Martine, fidèle à son passé d’assistante de direction, est ponctuelle, et marche d’un pas vif dans un rayon de soleil. Quelques instants après, voilà Bernard : sa ferme de Coutiches est un peu plus proche d’Orchies que la maison de Martine à Somain !

Jean et Louis, les deux orchésiens, familiers des lieux, sont à deux pas, donc … les bons derniers, mais contents de nous retrouver.

Il ne manque pas quelqu’un à l’appel, parmi ceux qui étaient disponibles pour cette journée ? Mais non ! Yannick est bien là, il déambule dehors, téléphone en main : on est en pleine campagne de récolte et il gère la logistique du cheminement des racines de chicorée entre le « bout des champs » où elles s’entassent , les grues qui les enlèvent et les camions qui livrent la sécherie de Vieille-Eglise. Pas de répit possible, il devra garder son téléphone ouvert pendant le repas !

 

Une petite photo autour de la table ronde avant de prendre place.

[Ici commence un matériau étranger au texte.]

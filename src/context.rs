//! The per-target merge context and the engine driving it.
//!
//! One [`TargetClassContext`] exists per class being transformed. It owns the
//! class tree for the duration of the merge, applies every registered mixin
//! exactly once, and hands the tree back via [`TargetClassContext::into_class`].

use std::cell::RefCell;
use anyhow::{bail, Context, Result};
use indexmap::IndexSet;
use chisel::tree::class::{ClassFile, ClassName};
use chisel::tree::method::MethodName;
use crate::diag::Diagnostics;
use crate::inject::initialiser::{apply_initialiser, extract_initialiser, InitialiserMode};
use crate::inject::{apply_injectors, Injector};

/// One mixin class and its injection declarations, ready to merge.
#[derive(Debug, Clone)]
pub struct MixinInfo {
	pub name: ClassName,
	/// Lower priorities merge first.
	pub priority: i32,
	pub class: ClassFile,
	pub injectors: Vec<Injector>,
}

#[derive(Debug, Clone)]
pub struct GraftConfig {
	/// Distinguishes the names this engine generates from those of any other
	/// engine run against the same classes.
	pub session_id: String,
	pub initialiser_mode: InitialiserMode,
}

impl Default for GraftConfig {
	fn default() -> Self {
		GraftConfig {
			session_id: String::from("graft"),
			initialiser_mode: InitialiserMode::default(),
		}
	}
}

/// The merge state of one target class.
pub struct TargetClassContext<'a> {
	config: &'a GraftConfig,
	class: ClassFile,
	mixins: Vec<MixinInfo>,
	applied: bool,
	name_counter: usize,
}

impl<'a> TargetClassContext<'a> {
	pub fn new(config: &'a GraftConfig, class: ClassFile, mut mixins: Vec<MixinInfo>) -> TargetClassContext<'a> {
		mixins.sort_by_key(|mixin| mixin.priority);
		TargetClassContext {
			config,
			class,
			mixins,
			applied: false,
			name_counter: 0,
		}
	}

	pub fn class(&self) -> &ClassFile {
		&self.class
	}

	/// A method name no other engine session will generate.
	pub fn unique_name(&mut self, base: &str) -> MethodName {
		let name = format!("{base}${}${}", self.config.session_id, self.name_counter);
		self.name_counter += 1;
		MethodName::from(name)
	}

	/// Runs the whole merge: members, then constructor initialisers, then
	/// injectors, in mixin priority order.
	///
	/// Applying twice is an error; the context is spent afterwards.
	pub fn apply_mixins(&mut self, diag: &Diagnostics) -> Result<()> {
		if self.applied {
			bail!("mixins have already been applied to {}", self.class.name);
		}
		self.applied = true;

		let mixins = std::mem::take(&mut self.mixins);
		for mixin in &mixins {
			self.merge_members(mixin)
				.with_context(|| format!("cannot merge members of {} into {}", mixin.name, self.class.name))?;
		}
		for mixin in &mixins {
			self.merge_initialisers(mixin)
				.with_context(|| format!("cannot merge field initialisers of {} into {}", mixin.name, self.class.name))?;
		}
		for mixin in &mixins {
			apply_injectors(&mut self.class, &mixin.injectors, diag)
				.with_context(|| format!("cannot apply injectors of {} to {}", mixin.name, self.class.name))?;
		}

		Ok(())
	}

	pub fn into_class(self) -> ClassFile {
		self.class
	}

	/// Copies the mixin's fields and non-constructor methods into the target.
	///
	/// A method colliding with an existing one either gets a fresh unique name
	/// (when the mixin marked it synthetic, so nothing outside the mixin calls
	/// it by name) or overwrites the target's body.
	fn merge_members(&mut self, mixin: &MixinInfo) -> Result<()> {
		for field in &mixin.class.fields {
			match self.class.fields.iter().find(|f| f.name == field.name) {
				Some(existing) if existing.descriptor == field.descriptor => {},
				Some(existing) => bail!(
					"field {} exists in the target with descriptor {} but the mixin declares {}",
					field.name, existing.descriptor, field.descriptor,
				),
				None => self.class.fields.push(field.clone()),
			}
		}

		for method in &mixin.class.methods {
			if method.is_constructor() || method.is_class_initialiser() {
				continue;
			}

			if self.class.get_method(&method.name, &method.descriptor).is_some() {
				if method.access.is_synthetic {
					let mut renamed = method.clone();
					renamed.name = self.unique_name(method.name.as_str());
					self.class.methods.push(renamed);
				} else {
					// the mixin's body wins over the target's
					let existing = self.class.get_method_mut(&method.name, &method.descriptor)
						.with_context(|| format!("method {}{} vanished mid-merge", method.name, method.descriptor))?;
					existing.code = method.code.clone();
					log::debug!("method {}{} of {} overwritten by {}", method.name, method.descriptor, self.class.name, mixin.name);
				}
			} else {
				self.class.methods.push(method.clone());
			}
		}

		Ok(())
	}

	/// Extracts the field initialiser of every mixin constructor and replays
	/// it in every target constructor that delegates to the superclass.
	fn merge_initialisers(&mut self, mixin: &MixinInfo) -> Result<()> {
		let mixin_super = mixin.class.super_class.as_ref()
			.unwrap_or(&ClassName::JAVA_LANG_OBJECT);
		let target_super = self.class.super_class.clone()
			.unwrap_or(ClassName::JAVA_LANG_OBJECT);

		let mut ranges = Vec::new();
		for constructor in mixin.class.constructors() {
			let Some(code) = &constructor.code else { continue };
			if code.instructions.is_empty() {
				continue;
			}
			let range = extract_initialiser(mixin_super, code)
				.with_context(|| format!("in constructor {}{} of {}", constructor.name, constructor.descriptor, mixin.name))?;
			if !range.is_empty() {
				ranges.push(range.to_vec());
			}
		}

		for method in &mut self.class.methods {
			if !method.is_constructor() {
				continue;
			}
			let Some(code) = &mut method.code else { continue };
			for range in &ranges {
				apply_initialiser(&target_super, code, range, self.config.initialiser_mode)?;
			}
		}

		Ok(())
	}
}

/// The engine: configuration, diagnostics, and the set of classes currently
/// being transformed.
pub struct GraftEngine {
	config: GraftConfig,
	diag: Diagnostics,
	/// Guards against re-entrant transformation of the same class, which can
	/// happen when loading a mixin's own references triggers the engine again.
	in_flight: RefCell<IndexSet<ClassName>>,
}

impl GraftEngine {
	pub fn new(config: GraftConfig, diag: Diagnostics) -> GraftEngine {
		GraftEngine {
			config,
			diag,
			in_flight: RefCell::new(IndexSet::new()),
		}
	}

	pub fn diagnostics(&self) -> &Diagnostics {
		&self.diag
	}

	/// Transforms one class by applying all given mixins.
	///
	/// A re-entrant call for a class already being transformed returns the
	/// class untouched, with a warning; everything else is a single
	/// [`TargetClassContext`] run.
	pub fn transform(&self, class: ClassFile, mixins: Vec<MixinInfo>) -> Result<ClassFile> {
		let name = class.name.clone();
		if !self.in_flight.borrow_mut().insert(name.clone()) {
			log::warn!("re-entrant transformation of {name}, returning the class untouched");
			return Ok(class);
		}

		let result = self.transform_inner(class, mixins);
		self.in_flight.borrow_mut().swap_remove(&name);
		result
	}

	fn transform_inner(&self, class: ClassFile, mixins: Vec<MixinInfo>) -> Result<ClassFile> {
		let mut context = TargetClassContext::new(&self.config, class, mixins);
		context.apply_mixins(&self.diag)?;
		Ok(context.into_class())
	}
}

#[cfg(test)]
mod testing {
	use chisel::tree::class::ClassAccess;
	use chisel::tree::code::{Code, Instruction, InstructionListEntry, LvIndex};
	use chisel::tree::field::{Field, FieldAccess, FieldDescriptor, FieldName};
	use chisel::tree::method::{Method, MethodAccess, MethodDescriptor, MethodRef};
	use super::*;

	fn empty_class(name: &str) -> ClassFile {
		ClassFile::new(
			ClassAccess::default(),
			ClassName::from(name.to_owned()),
			Some(ClassName::JAVA_LANG_OBJECT),
			Vec::new(),
		)
	}

	fn method(name: &str, desc: &str, instructions: Vec<InstructionListEntry>) -> Method {
		let mut code = Code::new();
		code.instructions = instructions;
		let mut method = Method::new(
			MethodAccess::default(),
			MethodName::from(name.to_owned()),
			MethodDescriptor::from(desc.to_owned()),
		);
		method.code = Some(code);
		method
	}

	fn mixin(name: &str, class: ClassFile) -> MixinInfo {
		MixinInfo {
			name: ClassName::from(name.to_owned()),
			priority: 0,
			class,
			injectors: Vec::new(),
		}
	}

	#[test]
	fn merges_new_members() -> Result<()> {
		let target = empty_class("foo/Target");

		let mut addition = empty_class("foo/Mixin");
		addition.fields.push(Field::new(
			FieldAccess::default(),
			FieldName::from("added"),
			FieldDescriptor::from("I"),
		));
		addition.methods.push(method("extra", "()V", vec![
			InstructionListEntry::new(Instruction::Return),
		]));

		let config = GraftConfig::default();
		let diag = Diagnostics::new();
		let mut context = TargetClassContext::new(&config, target, vec![mixin("foo/Mixin", addition)]);
		context.apply_mixins(&diag)?;

		let merged = context.into_class();
		assert_eq!(merged.fields.len(), 1);
		assert!(merged.get_method(&MethodName::from("extra"), &MethodDescriptor::from("()V")).is_some());
		Ok(())
	}

	#[test]
	fn synthetic_collision_gets_a_unique_name() -> Result<()> {
		let mut target = empty_class("foo/Target");
		target.methods.push(method("helper", "()V", vec![
			InstructionListEntry::new(Instruction::Return),
		]));

		let mut addition = empty_class("foo/Mixin");
		let mut colliding = method("helper", "()V", vec![
			InstructionListEntry::new(Instruction::Return),
		]);
		colliding.access.is_synthetic = true;
		addition.methods.push(colliding);

		let config = GraftConfig::default();
		let diag = Diagnostics::new();
		let mut context = TargetClassContext::new(&config, target, vec![mixin("foo/Mixin", addition)]);
		context.apply_mixins(&diag)?;

		let merged = context.into_class();
		assert_eq!(merged.methods.len(), 2);
		assert_eq!(merged.methods[1].name.as_str(), "helper$graft$0");
		Ok(())
	}

	#[test]
	fn initialiser_is_replayed_into_target_constructors() -> Result<()> {
		let mut target = empty_class("foo/Target");
		target.methods.push(method("<init>", "()V", vec![
			InstructionListEntry::new(Instruction::ALoad(LvIndex { index: 0 })),
			InstructionListEntry::new(Instruction::InvokeSpecial(MethodRef {
				class: ClassName::JAVA_LANG_OBJECT,
				name: MethodName::from("<init>"),
				desc: MethodDescriptor::from("()V"),
			}, false)),
			InstructionListEntry::new(Instruction::Return),
		]));

		let mut addition = empty_class("foo/Mixin");
		addition.methods.push(method("<init>", "()V", vec![
			InstructionListEntry::new(Instruction::ALoad(LvIndex { index: 0 })),
			InstructionListEntry::new(Instruction::InvokeSpecial(MethodRef {
				class: ClassName::JAVA_LANG_OBJECT,
				name: MethodName::from("<init>"),
				desc: MethodDescriptor::from("()V"),
			}, false)),
			InstructionListEntry::new(Instruction::ALoad(LvIndex { index: 0 })),
			InstructionListEntry::new(Instruction::IConst1),
			InstructionListEntry::new(Instruction::PutField(chisel::tree::field::FieldRef {
				class: ClassName::from("foo/Target"),
				name: FieldName::from("added"),
				desc: FieldDescriptor::from("I"),
			})),
			InstructionListEntry::new(Instruction::Return),
		]));

		let config = GraftConfig::default();
		let diag = Diagnostics::new();
		let mut context = TargetClassContext::new(&config, target, vec![mixin("foo/Mixin", addition)]);
		context.apply_mixins(&diag)?;

		let merged = context.into_class();
		let constructor = merged.constructors().next().unwrap();
		let code = constructor.code.as_ref().unwrap();
		assert_eq!(code.instructions.len(), 6);
		assert!(matches!(code.instructions[4].instruction, Instruction::PutField(_)));
		Ok(())
	}

	#[test]
	fn apply_twice_is_an_error() -> Result<()> {
		let config = GraftConfig::default();
		let diag = Diagnostics::new();
		let mut context = TargetClassContext::new(&config, empty_class("foo/Target"), Vec::new());
		context.apply_mixins(&diag)?;
		assert!(context.apply_mixins(&diag).is_err());
		Ok(())
	}

	#[test]
	fn re_entrant_transform_returns_the_class_untouched() -> Result<()> {
		let engine = GraftEngine::new(GraftConfig::default(), Diagnostics::new());
		engine.in_flight.borrow_mut().insert(ClassName::from("foo/Target"));

		let mut addition = empty_class("foo/Mixin");
		addition.methods.push(method("extra", "()V", vec![
			InstructionListEntry::new(Instruction::Return),
		]));

		let unchanged = engine.transform(empty_class("foo/Target"), vec![mixin("foo/Mixin", addition)])?;
		assert!(unchanged.methods.is_empty());
		Ok(())
	}

	#[test]
	fn engine_transforms() -> Result<()> {
		let engine = GraftEngine::new(GraftConfig::default(), Diagnostics::new());

		let mut addition = empty_class("foo/Mixin");
		addition.methods.push(method("extra", "()V", vec![
			InstructionListEntry::new(Instruction::Return),
		]));

		let merged = engine.transform(empty_class("foo/Target"), vec![mixin("foo/Mixin", addition)])?;
		assert!(merged.get_method(&MethodName::from("extra"), &MethodDescriptor::from("()V")).is_some());
		Ok(())
	}
}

Les jeunes filles du Lycée Hôtelier ont un peu de mal à prendre la commande : nos « bavards des podcasts » ressemblent à un groupe d’écoliers à la rentrée des classes, qui se racontent leurs vacances ou se présentent les uns aux autres.

Pendant le repas, la parole, les souvenirs et les sourires circulent entre voisins de table ou de part et d’autre du cercle. On évoque Le Jeu des 7 familles de la Chicorée , cette réalisation à laquelle chacun est heureux d’avoir contribué,  on évoque Céline, Paul, Didier ou Romain, ces autres voix des podcasts qu’on aurait aimé voir sourire avec nous autour de la table. On déguste avec plaisir les mets goûteux et subtils préparés en cuisine, on ne regrettera qu’une chose : pas de chicorée à la fin du repas ! … pourtant l’imposant cube blanc de l’usine Leroux avec son enseigne rouge est bien visible depuis le parking !

 

Ghislain Lesaffre, le nouveau propriétaire et directeur de La Chicorée Leroux, nous a invités à venir le rencontrer à l’issue du repas, avant une visite de l’usine.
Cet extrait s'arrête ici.